Effects of calcium entry blocking agents on 5-hydroxytryptamine- and noradrenaline-induced contractions of rat isolated jugular vein and aorta

Summary

We calculated the contribution of the intracellular releasable calcium pool to the contractile responses induced by 5-hydroxytryptamine (5-HT) and noradrenaline (NA) by constructing time-response curves to the agonists in Ca²⁺-deficient medium in the isolated rat jugular vein and aorta. Biexponential curves were obtained compatible with a two compartment model. In the aorta the intracellular calcium pools are likely to be different for both 5-HT and NA. Moreover, we investigated the effect of maximally effective concentrations of calcium entry blocking agents (CEB's) on K⁺, 5-HT- and NA-induced contractions in Ca²⁺-containing medium. Only a moderate inhibiting effect of nifedipine, diltiazem, flunarizine and gallopamil on 5-HT and NA-induced Ca²⁺ influx could be observed; in contrast, K⁺-induced Ca ²⁺ influx could be antagonized completely.
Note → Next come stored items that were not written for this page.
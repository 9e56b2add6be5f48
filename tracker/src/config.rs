//! # Tracker Configuration & Constants
//!
//! Every magic number the tracker depends on lives here. The wad scale in
//! particular must never be spelled as a bare `10^18` literal anywhere else;
//! use [`WAD`] or [`WAD_DECIMALS`].

use std::time::Duration;

use serde::{Deserialize, Serialize};

use crate::executor::SwapOverrides;

// ---------------------------------------------------------------------------
// Fixed-point Convention
// ---------------------------------------------------------------------------

/// Number of decimal places in a wad. Every reward amount inside the ledger
/// is denominated in this scale, regardless of the token's native decimals.
pub const WAD_DECIMALS: u32 = 18;

/// One whole unit expressed in wad (`10^18`).
pub const WAD: i128 = 1_000_000_000_000_000_000;

/// Largest native decimal count we are willing to rescale into. ERC-20
/// tokens in the wild stay at or below 18; anything past this is treated
/// as a broken `decimals()` response.
pub const MAX_TOKEN_DECIMALS: u8 = 36;

// ---------------------------------------------------------------------------
// Market Maker
// ---------------------------------------------------------------------------

/// Divisor that turns a pool fee tier into a percentage for display.
/// A fee tier of 3000 is a 0.3% pool.
pub const FEE_TIER_PERCENT_DIVISOR: f64 = 10_000.0;

// ---------------------------------------------------------------------------
// Timing
// ---------------------------------------------------------------------------

/// Default pause after each successful dispatch. Keeps the outbound
/// request rate bounded when a flush drains many entries.
pub const DEFAULT_DELAY_BETWEEN_ACTIONS: Duration = Duration::from_millis(1_000);

/// Default period between scheduled flush cycles.
pub const DEFAULT_FLUSH_INTERVAL: Duration = Duration::from_secs(300);

// ---------------------------------------------------------------------------
// TrackerConfig
// ---------------------------------------------------------------------------

/// The slice of keeper configuration the tracker itself reads.
///
/// Loading this from disk is the host's job; the tracker only consumes it.
#[derive(Debug, Clone, PartialEq, Serialize, Deserialize)]
pub struct TrackerConfig {
    /// Sleep applied after every successful dispatch within a flush.
    #[serde(with = "duration_millis")]
    pub delay_between_actions: Duration,

    /// Transaction overrides forwarded verbatim to every swap.
    #[serde(default)]
    pub swap_overrides: SwapOverrides,
}

impl Default for TrackerConfig {
    fn default() -> Self {
        Self {
            delay_between_actions: DEFAULT_DELAY_BETWEEN_ACTIONS,
            swap_overrides: SwapOverrides::default(),
        }
    }
}

impl TrackerConfig {
    /// Config with no inter-action delay. Handy for tests and one-shot tools.
    pub fn without_delay() -> Self {
        Self {
            delay_between_actions: Duration::ZERO,
            ..Self::default()
        }
    }
}

/// Serde adapter storing a `Duration` as integer milliseconds.
pub mod duration_millis {
    use std::time::Duration;

    use serde::{Deserialize, Deserializer, Serializer};

    pub fn serialize<S: Serializer>(d: &Duration, s: S) -> Result<S::Ok, S::Error> {
        s.serialize_u64(d.as_millis() as u64)
    }

    pub fn deserialize<'de, D: Deserializer<'de>>(d: D) -> Result<Duration, D::Error> {
        u64::deserialize(d).map(Duration::from_millis)
    }
}

#[cfg(test)]
mod tests {
    use super::*;

    #[test]
    fn test_wad_matches_decimals() {
        assert_eq!(WAD, 10i128.pow(WAD_DECIMALS));
    }

    #[test]
    fn test_timing_constants_sanity() {
        // A delay longer than the flush period would starve the scheduler.
        assert!(DEFAULT_DELAY_BETWEEN_ACTIONS < DEFAULT_FLUSH_INTERVAL);
    }

    #[test]
    fn test_config_json_uses_millis() {
        let config = TrackerConfig::default();
        let json = serde_json::to_value(&config).unwrap();
        assert_eq!(json["delay_between_actions"], 1_000);

        let parsed: TrackerConfig =
            serde_json::from_str(r#"{ "delay_between_actions": 250 }"#).unwrap();
        assert_eq!(parsed.delay_between_actions, Duration::from_millis(250));
        assert_eq!(parsed.swap_overrides, SwapOverrides::default());
    }

    #[test]
    fn test_without_delay() {
        assert_eq!(TrackerConfig::without_delay().delay_between_actions, Duration::ZERO);
    }
}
The calculated contribution of intracellular Ca ²⁺ to 5-HT-and NA-induced contractions, obtained from the experiments in Ca²⁺-“free” medium was much lower than that obtained after pretreatment with CEB's, leading to the conclusion that after CEB-pretreatment a Ca²⁺ influx component persists. This hypothesis was supported by the observation that contractions in Ca²⁺-“free” medium consist of a monophasic, fast response only, whereas after CEB-pretreatment a response similar to the control, including a slow, sustained component, was obtained. The Ca²⁺ influx component not affected by maximally effective concentrations of CEB's seems to represent an inflow of extracellular Ca²⁺ directly into the cytosol and not into an intracellular calcium store.